**TASK TO CARRY OUT**
In full and unchanged, output the entries that follow.
_____
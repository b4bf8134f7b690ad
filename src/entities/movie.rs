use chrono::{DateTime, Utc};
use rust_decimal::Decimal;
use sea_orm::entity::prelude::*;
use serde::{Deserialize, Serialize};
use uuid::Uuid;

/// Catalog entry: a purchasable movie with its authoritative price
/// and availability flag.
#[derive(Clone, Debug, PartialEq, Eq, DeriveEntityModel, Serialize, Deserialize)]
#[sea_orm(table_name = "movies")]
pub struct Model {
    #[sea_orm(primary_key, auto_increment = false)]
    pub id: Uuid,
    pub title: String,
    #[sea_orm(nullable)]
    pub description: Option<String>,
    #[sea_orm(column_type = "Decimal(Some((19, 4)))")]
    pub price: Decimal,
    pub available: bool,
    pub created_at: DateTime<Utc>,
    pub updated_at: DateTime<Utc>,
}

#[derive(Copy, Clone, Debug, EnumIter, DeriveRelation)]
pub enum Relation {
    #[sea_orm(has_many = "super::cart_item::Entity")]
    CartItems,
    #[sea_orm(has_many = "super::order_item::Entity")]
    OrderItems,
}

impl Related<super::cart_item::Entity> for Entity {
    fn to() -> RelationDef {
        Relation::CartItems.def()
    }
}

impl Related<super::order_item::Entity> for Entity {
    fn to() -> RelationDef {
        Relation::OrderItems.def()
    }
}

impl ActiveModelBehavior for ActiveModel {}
_____
**FINISHED TASK**
repository b4bf8134f7b690ad
filename src/entities/movie.rs
use chrono::{DateTime, Utc};
use rust_decimal::Decimal;
use sea_orm::entity::prelude::*;
use serde::{Deserialize, Serialize};
use uuid::Uuid;

/// Catalog entry: a purchasable movie with its authoritative price
/// and availability flag.
#[derive(Clone, Debug, PartialEq, Eq, DeriveEntityModel, Serialize, Deserialize)]
#[sea_orm(table_name = "movies")]
pub struct Model {
    #[sea_orm(primary_key, auto_increment = false)]
    pub id: Uuid,
    pub title: String,
    #[sea_orm(nullable)]
    pub description: Option<String>,
    #[sea_orm(column_type = "Decimal(Some((19, 4)))")]
    pub price: Decimal,
    pub available: bool,
    pub created_at: DateTime<Utc>,
    pub updated_at: DateTime<Utc>,
}

#[derive(Copy, Clone, Debug, EnumIter, DeriveRelation)]
pub enum Relation {
    #[sea_orm(has_many = "super::cart_item::Entity")]
    CartItems,
    #[sea_orm(has_many = "super::order_item::Entity")]
    OrderItems,
}

impl Related<super::cart_item::Entity> for Entity {
    fn to() -> RelationDef {
        Relation::CartItems.def()
    }
}

impl Related<super::order_item::Entity> for Entity {
    fn to() -> RelationDef {
        Relation::OrderItems.def()
    }
}

impl ActiveModelBehavior for ActiveModel {}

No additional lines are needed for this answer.